INPUT DATA:
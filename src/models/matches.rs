use chrono::{DateTime, Utc};
use serde::{Deserialize, Serialize};
use sqlx::FromRow;
use uuid::Uuid;

use crate::matches::status::MatchStatus;

/// A tournament fixture. `home_score`/`away_score` carry regulation and
/// extra-time goals; the shootout tallies are kept apart so penalty
/// shootout goals never leak into goals-for/against.
#[derive(Debug, Clone, FromRow, Serialize, Deserialize)]
pub struct Match {
    pub id: Uuid,
    pub tournament_id: Uuid,
    pub home_team_id: Uuid,
    pub away_team_id: Uuid,
    pub venue_id: Uuid,
    pub scheduled_at: DateTime<Utc>,
    pub status: MatchStatus,
    pub home_score: i32,
    pub away_score: i32,
    pub home_shootout_score: i32,
    pub away_shootout_score: i32,
    pub minute: i32,
    pub created_at: DateTime<Utc>,
    pub updated_at: DateTime<Utc>,
}

#[derive(Debug, Serialize, Deserialize)]
pub struct MatchWithTeams {
    #[serde(flatten)]
    pub match_info: Match,
    pub home_team_name: String,
    pub away_team_name: String,
    pub venue_name: String,
}

// Request/Response DTOs
#[derive(Debug, Serialize, Deserialize, Clone)]
pub struct ScheduleMatchRequest {
    pub tournament_id: Uuid,
    pub home_team_id: Uuid,
    pub away_team_id: Uuid,
    pub venue_id: Uuid,
    pub scheduled_at: DateTime<Utc>,
}

#[derive(Debug, Serialize, Deserialize)]
pub struct AdvanceStatusRequest {
    pub target_status: MatchStatus,
}

#[derive(Debug, Serialize, Deserialize)]
pub struct SetMinuteRequest {
    pub minute: i32,
}
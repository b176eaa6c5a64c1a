// tests/player_stats_test.rs
use pitchside_backend::league::aggregator::{compute_player_totals, LedgerEntry};
use pitchside_backend::models::event::EventType;
use uuid::Uuid;

fn entry(id: u128, event_type: EventType, player: Option<Uuid>, related: Option<Uuid>) -> LedgerEntry {
    LedgerEntry {
        event_id: Uuid::from_u128(id),
        event_type,
        player_id: player,
        related_player_id: related,
        in_shootout: false,
        voids_event_id: None,
    }
}

#[test]
fn goals_and_assists_accumulate() {
    let striker = Uuid::from_u128(1);
    let winger = Uuid::from_u128(2);
    let entries = vec![
        entry(10, EventType::Goal, Some(striker), Some(winger)),
        entry(11, EventType::Goal, Some(striker), None),
        entry(12, EventType::PenaltyGoal, Some(winger), None),
        entry(13, EventType::Goal, Some(winger), Some(striker)),
    ];

    let totals = compute_player_totals(&entries);
    let striker_row = totals.iter().find(|t| t.player_id == striker).unwrap();
    assert_eq!(striker_row.goals, 2);
    assert_eq!(striker_row.assists, 1);

    let winger_row = totals.iter().find(|t| t.player_id == winger).unwrap();
    assert_eq!(winger_row.goals, 2);
    assert_eq!(winger_row.assists, 1);
}

#[test]
fn own_goals_credit_no_player() {
    let defender = Uuid::from_u128(1);
    let totals = compute_player_totals(&[entry(10, EventType::OwnGoal, Some(defender), None)]);
    assert!(totals.is_empty());
}

#[test]
fn voided_goal_is_uncredited() {
    let striker = Uuid::from_u128(1);
    let mut void = entry(11, EventType::EventVoided, None, None);
    void.voids_event_id = Some(Uuid::from_u128(10));

    let entries = vec![
        entry(10, EventType::Goal, Some(striker), None),
        void,
    ];
    let totals = compute_player_totals(&entries);
    assert!(totals.is_empty());
}

#[test]
fn shootout_kicks_never_count_as_goals() {
    let taker = Uuid::from_u128(1);
    let mut kick = entry(10, EventType::PenaltyGoal, Some(taker), None);
    kick.in_shootout = true;
    assert!(compute_player_totals(&[kick]).is_empty());
}

#[test]
fn cards_and_ball_events_do_not_score() {
    let player = Uuid::from_u128(1);
    let entries = vec![
        entry(10, EventType::YellowCard, Some(player), None),
        entry(11, EventType::RedCard, Some(player), None),
        entry(12, EventType::Corner, None, None),
        entry(13, EventType::PenaltyMiss, Some(player), None),
    ];
    assert!(compute_player_totals(&entries).is_empty());
}

#[test]
fn ledger_order_is_the_tie_break() {
    let first_scorer = Uuid::from_u128(1);
    let second_scorer = Uuid::from_u128(2);
    let entries = vec![
        entry(10, EventType::Goal, Some(first_scorer), None),
        entry(11, EventType::Goal, Some(second_scorer), None),
    ];
    let totals = compute_player_totals(&entries);
    assert_eq!(totals[0].player_id, first_scorer);
    assert_eq!(totals[1].player_id, second_scorer);
    assert_eq!(totals[0].goals, totals[1].goals);
}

WHAT YOU NEED TO DO: Copy out the material above in full so that every line matches the original.

WRITTEN ANSWER:
filename src/models/matches.rs
use chrono::{DateTime, Utc};
use serde::{Deserialize, Serialize};
use sqlx::FromRow;
use uuid::Uuid;

use crate::matches::status::MatchStatus;

/// A tournament fixture. `home_score`/`away_score` carry regulation and
/// extra-time goals; the shootout tallies are kept apart so penalty
/// shootout goals never leak into goals-for/against.
#[derive(Debug, Clone, FromRow, Serialize, Deserialize)]
pub struct Match {
    pub id: Uuid,
    pub tournament_id: Uuid,
    pub home_team_id: Uuid,
    pub away_team_id: Uuid,
    pub venue_id: Uuid,
    pub scheduled_at: DateTime<Utc>,
    pub status: MatchStatus,
    pub home_score: i32,
    pub away_score: i32,
    pub home_shootout_score: i32,
    pub away_shootout_score: i32,
    pub minute: i32,
    pub created_at: DateTime<Utc>,
    pub updated_at: DateTime<Utc>,
}

#[derive(Debug, Serialize, Deserialize)]
pub struct MatchWithTeams {
    #[serde(flatten)]
    pub match_info: Match,
    pub home_team_name: String,
    pub away_team_name: String,
    pub venue_name: String,
}

// Request/Response DTOs
#[derive(Debug, Serialize, Deserialize, Clone)]
pub struct ScheduleMatchRequest {
    pub tournament_id: Uuid,
    pub home_team_id: Uuid,
    pub away_team_id: Uuid,
    pub venue_id: Uuid,
    pub scheduled_at: DateTime<Utc>,
}

#[derive(Debug, Serialize, Deserialize)]
pub struct AdvanceStatusRequest {
    pub target_status: MatchStatus,
}

#[derive(Debug, Serialize, Deserialize)]
pub struct SetMinuteRequest {
    pub minute: i32,
}
repository b176eaa6c5a64c1a
// tests/player_stats_test.rs
use pitchside_backend::league::aggregator::{compute_player_totals, LedgerEntry};
use pitchside_backend::models::event::EventType;
use uuid::Uuid;

fn entry(id: u128, event_type: EventType, player: Option<Uuid>, related: Option<Uuid>) -> LedgerEntry {
    LedgerEntry {
        event_id: Uuid::from_u128(id),
        event_type,
        player_id: player,
        related_player_id: related,
        in_shootout: false,
        voids_event_id: None,
    }
}

#[test]
fn goals_and_assists_accumulate() {
    let striker = Uuid::from_u128(1);
    let winger = Uuid::from_u128(2);
    let entries = vec![
        entry(10, EventType::Goal, Some(striker), Some(winger)),
        entry(11, EventType::Goal, Some(striker), None),
        entry(12, EventType::PenaltyGoal, Some(winger), None),
        entry(13, EventType::Goal, Some(winger), Some(striker)),
    ];

    let totals = compute_player_totals(&entries);
    let striker_row = totals.iter().find(|t| t.player_id == striker).unwrap();
    assert_eq!(striker_row.goals, 2);
    assert_eq!(striker_row.assists, 1);

    let winger_row = totals.iter().find(|t| t.player_id == winger).unwrap();
    assert_eq!(winger_row.goals, 2);
    assert_eq!(winger_row.assists, 1);
}

#[test]
fn own_goals_credit_no_player() {
    let defender = Uuid::from_u128(1);
    let totals = compute_player_totals(&[entry(10, EventType::OwnGoal, Some(defender), None)]);
    assert!(totals.is_empty());
}

#[test]
fn voided_goal_is_uncredited() {
    let striker = Uuid::from_u128(1);
    let mut void = entry(11, EventType::EventVoided, None, None);
    void.voids_event_id = Some(Uuid::from_u128(10));

    let entries = vec![
        entry(10, EventType::Goal, Some(striker), None),
        void,
    ];
    let totals = compute_player_totals(&entries);
    assert!(totals.is_empty());
}

#[test]
fn shootout_kicks_never_count_as_goals() {
    let taker = Uuid::from_u128(1);
    let mut kick = entry(10, EventType::PenaltyGoal, Some(taker), None);
    kick.in_shootout = true;
    assert!(compute_player_totals(&[kick]).is_empty());
}

#[test]
fn cards_and_ball_events_do_not_score() {
    let player = Uuid::from_u128(1);
    let entries = vec![
        entry(10, EventType::YellowCard, Some(player), None),
        entry(11, EventType::RedCard, Some(player), None),
        entry(12, EventType::Corner, None, None),
        entry(13, EventType::PenaltyMiss, Some(player), None),
    ];
    assert!(compute_player_totals(&entries).is_empty());
}

#[test]
fn ledger_order_is_the_tie_break() {
    let first_scorer = Uuid::from_u128(1);
    let second_scorer = Uuid::from_u128(2);
    let entries = vec![
        entry(10, EventType::Goal, Some(first_scorer), None),
        entry(11, EventType::Goal, Some(second_scorer), None),
    ];
    let totals = compute_player_totals(&entries);
    assert_eq!(totals[0].player_id, first_scorer);
    assert_eq!(totals[1].player_id, second_scorer);
    assert_eq!(totals[0].goals, totals[1].goals);
}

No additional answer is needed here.